Click to access Chapter_2.pdf
The common thread is deceit about the source of energy in cores of:
1. Heavy atoms like Uranium
2. Some planets like Jupiter
3. Ordinary stars like the Sun
4. Galaxies like the Milky Way
To verify this for yourself, ask any member of the UN’s IPCC, the UK’s Royal Society, the US or any other National Academy of Sciences, or the Swedish or Norwegian Nobel Prize Committee to publicly address three figures of precise experimental data (Figures 1-3, pages 19-27, my autobiography).
Click to access Chapter_2.pdf
With kind regards,
Oliver K. Manuel
Former NASA Principal
Investigator for Apollo
You never cease to amaze me how you link everything back to 1945. 🙂
I don’t think ARRA was purposefully a scam. I believe the President and the then Democrat-dominated Congress actually believed it would work.
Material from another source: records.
//! Identity provider client
//!
//! The OAuth2 handshake is delegated to the `oauth2` crate; this module
//! only wires Google's endpoints together and maps the userinfo payload
//! into an [`Identity`]. The trait exists so the gate and the tests never
//! need network access.

use axum::async_trait;
use oauth2::basic::BasicClient;
use oauth2::{
    AuthUrl, AuthorizationCode, ClientId, ClientSecret, CsrfToken, EndpointNotSet, EndpointSet,
    RedirectUrl, Scope, TokenResponse, TokenUrl,
};
use serde::Deserialize;
use url::Url;

use super::identity::Identity;
use crate::config::GoogleOAuthConfig;
use crate::error::AppError;

const GOOGLE_AUTH_URL: &str = "https://accounts.google.com/o/oauth2/v2/auth";
const GOOGLE_TOKEN_URL: &str = "https://oauth2.googleapis.com/token";
const GOOGLE_USERINFO_URL: &str = "https://www.googleapis.com/oauth2/v2/userinfo";

const USER_AGENT: &str = concat!("AuthGate/", env!("CARGO_PKG_VERSION"));
const REQUEST_TIMEOUT: std::time::Duration = std::time::Duration::from_secs(10);

/// External identity provider
///
/// `begin_auth` builds the authorization URL the user is redirected to;
/// `exchange_code` turns a callback code into the authenticated identity.
#[cfg_attr(test, mockall::automock)]
#[async_trait]
pub trait IdentityProvider: Send + Sync {
    fn begin_auth(&self) -> Url;
    async fn exchange_code(&self, code: &str) -> Result<Identity, AppError>;
}

/// OAuth client type with auth URL, token URL and redirect URL set.
type ConfiguredClient = oauth2::Client<
    oauth2::basic::BasicErrorResponse,
    oauth2::basic::BasicTokenResponse,
    oauth2::basic::BasicTokenIntrospectionResponse,
    oauth2::StandardRevocableToken,
    oauth2::basic::BasicRevocationErrorResponse,
    EndpointSet,
    EndpointNotSet,
    EndpointNotSet,
    EndpointNotSet,
    EndpointSet,
>;

/// Google user info from the userinfo API
#[derive(Debug, Deserialize)]
struct GoogleUserInfo {
    id: String,
    email: Option<String>,
    name: Option<String>,
    picture: Option<String>,
}

impl GoogleUserInfo {
    fn into_identity(self) -> Identity {
        let GoogleUserInfo {
            id,
            email,
            name,
            picture,
        } = self;
        let display_name = name
            .or_else(|| email.clone())
            .unwrap_or_else(|| id.clone());
        Identity {
            provider_id: id,
            display_name,
            emails: email.into_iter().collect(),
            picture,
        }
    }
}

/// Google OAuth2 authorization-code client
pub struct GoogleProvider {
    client: ConfiguredClient,
    http: reqwest::Client,
}

impl GoogleProvider {
    /// Build a provider from credentials and the registered callback URL
    ///
    /// # Errors
    /// Returns a `Config` error if any endpoint URL fails to parse.
    pub fn new(google: &GoogleOAuthConfig, redirect_url: &str) -> Result<Self, AppError> {
        let client = BasicClient::new(ClientId::new(google.client_id.clone()))
            .set_client_secret(ClientSecret::new(google.client_secret.clone()))
            .set_auth_uri(
                AuthUrl::new(GOOGLE_AUTH_URL.to_string())
                    .map_err(|e| AppError::Config(format!("invalid auth URL: {e}")))?,
            )
            .set_token_uri(
                TokenUrl::new(GOOGLE_TOKEN_URL.to_string())
                    .map_err(|e| AppError::Config(format!("invalid token URL: {e}")))?,
            )
            .set_redirect_uri(
                RedirectUrl::new(redirect_url.to_string())
                    .map_err(|e| AppError::Config(format!("invalid redirect URL: {e}")))?,
            );

        // No redirect following on the token endpoint; a bounded timeout so
        // a provider outage surfaces as a failed login, not a hung request.
        let http = reqwest::Client::builder()
            .redirect(reqwest::redirect::Policy::none())
            .timeout(REQUEST_TIMEOUT)
            .user_agent(USER_AGENT)
            .build()
            .map_err(|e| AppError::Internal(e.into()))?;

        Ok(Self { client, http })
    }
}

#[async_trait]
impl IdentityProvider for GoogleProvider {
    /// Authorization URL requesting the `profile` and `email` scopes.
    ///
    /// The URL carries a random `state` parameter because the grant
    /// requires one; the callback does not validate it.
    fn begin_auth(&self) -> Url {
        let (auth_url, _csrf_state) = self
            .client
            .authorize_url(CsrfToken::new_random)
            .add_scope(Scope::new("profile".to_string()))
            .add_scope(Scope::new("email".to_string()))
            .url();
        auth_url
    }

    async fn exchange_code(&self, code: &str) -> Result<Identity, AppError> {
        let token = self
            .client
            .exchange_code(AuthorizationCode::new(code.to_owned()))
            .request_async(&self.http)
            .await
            .map_err(|e| AppError::Exchange(format!("token exchange failed: {e}")))?;

        let response = self
            .http
            .get(GOOGLE_USERINFO_URL)
            .bearer_auth(token.access_token().secret())
            .send()
            .await
            .map_err(|e| AppError::Exchange(format!("userinfo request failed: {e}")))?
            .error_for_status()
            .map_err(|e| AppError::Exchange(format!("userinfo request rejected: {e}")))?;

        let profile: GoogleUserInfo = response
            .json()
            .await
            .map_err(|e| AppError::Exchange(format!("userinfo payload invalid: {e}")))?;

        tracing::debug!(provider_id = %profile.id, "Fetched user info from Google");
        Ok(profile.into_identity())
    }
}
The Keynesian mindset is that government spending is the counter-cyclic solution to recessions. It is a fundamental belief in that economic philosophy.
Apparently, they think it doesn’t matter how the money is spent nor on what… just that it is spent trying to infuse demand into an economy.
Paul Krugman, the unofficial spokesman for Keynesian macroeconomics, once suggested that we fake an alien invasion to recover the economy. Though an invasion would never happen, the massive spending to prepare for one would stimulate demand and drive economic recovery.
Yes, the President and those supporting him may have believed the scam themselves.
They probably also believed the false, but standard “settled science” models of
1. CO2-induced global warming
2. Hydrogen-filled stars
3. Attraction between neutrons
I.e., our leaders are not really leaders. They are puppets. You can help correct that by asking scientists to publicly address the precise data they have ignored.
Here is my take:
1-Human-caused CO2 global warming is iffy, but possible
2-I’m in the hydrogen filled stars camp. Also in the hydrogen-helium filled universe camp (Hydrogen 70%, Helium 29%, heavy elements 1%)
3-I’m no expert but accept that the strong nuclear force is real and binds all hadrons, including neutrons
If 2&3 were not largely true then humans pretty much have zero understanding of the universe and we are left only with magic to explain how it works and what we see.
The universe seems remarkably simple, consisting (~98%) of
1. Two forms of one fundamental particle:
The neutron and it’s expanded form, the hydrogen atom.
2. About 2% is two forms of energy:
Mostly rest mass at the compressed end of a cosmic cycle, and mostly gravitational potential energy at the expanded end of a cosmic cycle.
Correction :
2. About 2% is two forms of potential energy:
If you seriously want to help the public, then publicly all on leaders of the scientific community to publicly discuss the precise experimental data on pages 19-27 of my autobiography. -OKM
Typo: publicly all => publicly call
Well, at least some of Obama’s friends had their bank accounts stimulated. 😦
Actually… quite a few friends and wife Michelle(obesity program funding) all did well!!